//! Sensor subsystem: the DHT22 driver and the [`Sample`] it produces.

pub mod dht;

/// One temperature/humidity reading.
///
/// `valid` is true only when both fields are finite.  Invalid samples
/// carry NaN and must not be published.
#[derive(Debug, Clone, Copy, PartialEq)]
pub struct Sample {
    /// Degrees Celsius.
    pub temperature: f32,
    /// Relative humidity, percent.
    pub humidity: f32,
    pub valid: bool,
}

impl Sample {
    pub fn new(temperature: f32, humidity: f32) -> Self {
        if temperature.is_finite() && humidity.is_finite() {
            Self {
                temperature,
                humidity,
                valid: true,
            }
        } else {
            Self::invalid()
        }
    }

    pub const fn invalid() -> Self {
        Self {
            temperature: f32::NAN,
            humidity: f32::NAN,
            valid: false,
        }
    }
}
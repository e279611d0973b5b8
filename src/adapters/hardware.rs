//! Hardware adapter: bridges the DHT22 driver to [`SensorPort`].
//!
//! Driver errors are reported here and collapse into an invalid
//! [`Sample`]; the loop never sees a `SensorError`.

use embedded_hal::delay::DelayNs;
use embedded_hal::digital::{InputPin, OutputPin};
use log::warn;

use crate::app::ports::SensorPort;
use crate::sensors::dht::Dht22;
use crate::sensors::Sample;

pub struct DhtSensorAdapter<P, D> {
    dht: Dht22<P, D>,
    failures: u32,
}

impl<P, D> DhtSensorAdapter<P, D>
where
    P: InputPin + OutputPin,
    D: DelayNs,
{
    pub fn new(dht: Dht22<P, D>) -> Self {
        Self { dht, failures: 0 }
    }
}

// ── SensorPort implementation ─────────────────────────────────

impl<P, D> SensorPort for DhtSensorAdapter<P, D>
where
    P: InputPin + OutputPin,
    D: DelayNs,
{
    fn read(&mut self) -> Sample {
        match self.dht.read() {
            Ok(r) => Sample::new(r.temperature_c, r.humidity_pct),
            Err(e) => {
                self.failures = self.failures.wrapping_add(1);
                warn!("DHT22: read failed ({}), {} failure(s) so far", e, self.failures);
                Sample::invalid()
            }
        }
    }
}
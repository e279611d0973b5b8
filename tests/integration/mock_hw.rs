//! Mock adapters for integration tests.
//!
//! Each mock records what the domain asked of it so tests can assert on
//! the full history without touching GPIO, sockets or the real clock.

#![allow(dead_code)]

use std::cell::{Cell, RefCell};
use std::collections::VecDeque;
use std::rc::Rc;
use std::sync::Arc;

use firewatch::app::events::AppEvent;
use firewatch::app::ports::{
    AlarmActuator, ClockPort, EventSink, HttpPort, HttpResponse, SensorPort, TelemetryPort,
};
use firewatch::config::DeviceConfig;
use firewatch::error::{HttpError, TelemetryError};
use firewatch::events::InboundQueue;
use firewatch::sensors::Sample;
use firewatch::telemetry::feeds::{Feed, FeedUpdate};

pub const WEATHER_OK: &[u8] = br#"{"current_weather":{"temperature":18.4},"hourly":{"relativehumidity_2m":[41,42,55]}}"#;

pub fn test_config() -> DeviceConfig {
    DeviceConfig {
        cloud_username: "ranger".into(),
        cloud_key: "aio_test_key".into(),
        network_ssid: "Lookout".into(),
        network_password: "tower-wifi".into(),
        ..DeviceConfig::default()
    }
}

// ── Clock ─────────────────────────────────────────────────────

/// Virtual clock.  Shared so other mocks can charge time to it.
#[derive(Clone, Default)]
pub struct FakeClock {
    now_ms: Rc<Cell<u64>>,
    sleeps: Rc<RefCell<Vec<u64>>>,
}

impl FakeClock {
    pub fn advance(&self, ms: u64) {
        self.now_ms.set(self.now_ms.get() + ms);
    }

    pub fn sleeps(&self) -> Vec<u64> {
        self.sleeps.borrow().clone()
    }
}

impl ClockPort for FakeClock {
    fn uptime_ms(&self) -> u64 {
        self.now_ms.get()
    }

    fn sleep_ms(&mut self, ms: u64) {
        self.sleeps.borrow_mut().push(ms);
        self.advance(ms);
    }
}

// ── Sensor ────────────────────────────────────────────────────

/// Plays back a script of samples; repeats the last one when exhausted.
pub struct ScriptedSensor {
    script: VecDeque<Sample>,
    last: Sample,
    pub reads: u32,
}

impl ScriptedSensor {
    pub fn new(samples: &[Sample]) -> Self {
        Self {
            script: samples.iter().copied().collect(),
            last: Sample::invalid(),
            reads: 0,
        }
    }

    pub fn steady(temperature: f32, humidity: f32) -> Self {
        Self::new(&[Sample::new(temperature, humidity)])
    }
}

impl SensorPort for ScriptedSensor {
    fn read(&mut self) -> Sample {
        self.reads += 1;
        if let Some(s) = self.script.pop_front() {
            self.last = s;
        }
        self.last
    }
}

// ── HTTP ──────────────────────────────────────────────────────

/// Answers every GET with the same canned result, optionally charging
/// `latency_ms` to a shared clock.
pub struct CannedHttp {
    response: Result<HttpResponse, HttpError>,
    latency: Option<(FakeClock, u64)>,
    pub urls: Vec<String>,
}

impl CannedHttp {
    pub fn ok(body: &[u8]) -> Self {
        Self::status(200, body)
    }

    pub fn status(status: u16, body: &[u8]) -> Self {
        Self {
            response: Ok(HttpResponse {
                status,
                body: body.to_vec(),
            }),
            latency: None,
            urls: Vec::new(),
        }
    }

    pub fn failing(err: HttpError) -> Self {
        Self {
            response: Err(err),
            latency: None,
            urls: Vec::new(),
        }
    }

    pub fn with_latency(mut self, clock: &FakeClock, ms: u64) -> Self {
        self.latency = Some((clock.clone(), ms));
        self
    }
}

impl HttpPort for CannedHttp {
    fn get(&mut self, url: &str) -> Result<HttpResponse, HttpError> {
        self.urls.push(url.to_string());
        if let Some((clock, ms)) = &self.latency {
            clock.advance(*ms);
        }
        self.response.clone()
    }
}

// ── Actuator ──────────────────────────────────────────────────

#[derive(Debug, Clone, Copy, PartialEq, Eq)]
pub enum ToneCall {
    On(u32),
    Off,
}

/// Buzzer whose call log survives being boxed into the telemetry channel.
#[derive(Clone, Default)]
pub struct RecordingBuzzer {
    pub calls: Rc<RefCell<Vec<ToneCall>>>,
}

impl AlarmActuator for RecordingBuzzer {
    fn tone_on(&mut self, hz: u32) {
        self.calls.borrow_mut().push(ToneCall::On(hz));
    }

    fn tone_off(&mut self) {
        self.calls.borrow_mut().push(ToneCall::Off);
    }

    fn is_sounding(&self) -> bool {
        matches!(self.calls.borrow().last(), Some(ToneCall::On(_)))
    }
}

// ── Telemetry transport ───────────────────────────────────────

/// In-memory broker.  Inbound updates are injected through the shared
/// [`InboundQueue`], the same way the MQTT event thread delivers them.
pub struct MockTransport {
    pub inbound: Arc<InboundQueue>,
    /// `open` calls needed before the session reports connected.
    opens_needed: u32,
    pub opens: u32,
    connected: bool,
    pub fail_sends: bool,
    pub sent: Vec<(Feed, String)>,
    pub subscribed: Vec<Feed>,
    pub last_requests: Vec<Feed>,
    pub keep_alives: u32,
    retained: [Option<String>; Feed::COUNT],
}

impl MockTransport {
    pub fn new() -> Self {
        Self::reachable_after(1)
    }

    pub fn reachable_after(opens_needed: u32) -> Self {
        Self {
            inbound: Arc::new(InboundQueue::new()),
            opens_needed,
            opens: 0,
            connected: false,
            fail_sends: false,
            sent: Vec::new(),
            subscribed: Vec::new(),
            last_requests: Vec::new(),
            keep_alives: 0,
            retained: Default::default(),
        }
    }

    /// Handle for pushing remote updates after the transport is moved.
    pub fn remote(&self) -> Arc<InboundQueue> {
        self.inbound.clone()
    }

    pub fn set_retained(&mut self, feed: Feed, value: &str) {
        self.retained[feed.index()] = Some(value.to_string());
    }

    /// Last value the remote service holds for `feed`.
    pub fn remote_value(&self, feed: Feed) -> Option<&str> {
        self.retained[feed.index()].as_deref()
    }

    pub fn sent_to(&self, feed: Feed) -> Vec<&str> {
        self.sent
            .iter()
            .filter(|(f, _)| *f == feed)
            .map(|(_, p)| p.as_str())
            .collect()
    }
}

impl Default for MockTransport {
    fn default() -> Self {
        Self::new()
    }
}

impl TelemetryPort for MockTransport {
    fn open(&mut self) -> Result<(), TelemetryError> {
        self.opens += 1;
        if self.opens >= self.opens_needed {
            self.connected = true;
        }
        Ok(())
    }

    fn is_connected(&self) -> bool {
        self.connected
    }

    fn send(&mut self, feed: Feed, payload: &str) -> Result<(), TelemetryError> {
        if self.fail_sends {
            return Err(TelemetryError::Transport);
        }
        self.sent.push((feed, payload.to_string()));
        self.retained[feed.index()] = Some(payload.to_string());
        Ok(())
    }

    fn subscribe(&mut self, feed: Feed) -> Result<(), TelemetryError> {
        self.subscribed.push(feed);
        Ok(())
    }

    fn request_last(&mut self, feed: Feed) -> Result<(), TelemetryError> {
        self.last_requests.push(feed);
        if let Some(v) = self.retained[feed.index()].clone() {
            if let Some(update) = FeedUpdate::new(feed, &v) {
                self.inbound.push(update);
            }
        }
        Ok(())
    }

    fn next_inbound(&mut self) -> Option<FeedUpdate> {
        self.inbound.pop()
    }

    fn keep_alive(&mut self) {
        self.keep_alives += 1;
    }
}

pub fn remote_fire(queue: &InboundQueue, payload: &str) {
    assert!(queue.push(FeedUpdate::new(Feed::Fire, payload).unwrap()));
}

// ── Event sink ────────────────────────────────────────────────

#[derive(Default)]
pub struct RecordingSink {
    pub events: Vec<AppEvent>,
}

impl RecordingSink {
    pub fn new() -> Self {
        Self::default()
    }
}

impl EventSink for RecordingSink {
    fn emit(&mut self, event: &AppEvent) {
        self.events.push(event.clone());
    }
}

WORK TASK:
Send back an exact copy of only the lines from the line with "fn default() ->" up to and including the line with "fn is_connected(&self) ->" in the data above.

RESULT OF THE TASK:
    fn default() -> Self {
        Self::new()
    }
}

impl TelemetryPort for MockTransport {
    fn open(&mut self) -> Result<(), TelemetryError> {
        self.opens += 1;
        if self.opens >= self.opens_needed {
            self.connected = true;
        }
        Ok(())
    }

    fn is_connected(&self) -> bool {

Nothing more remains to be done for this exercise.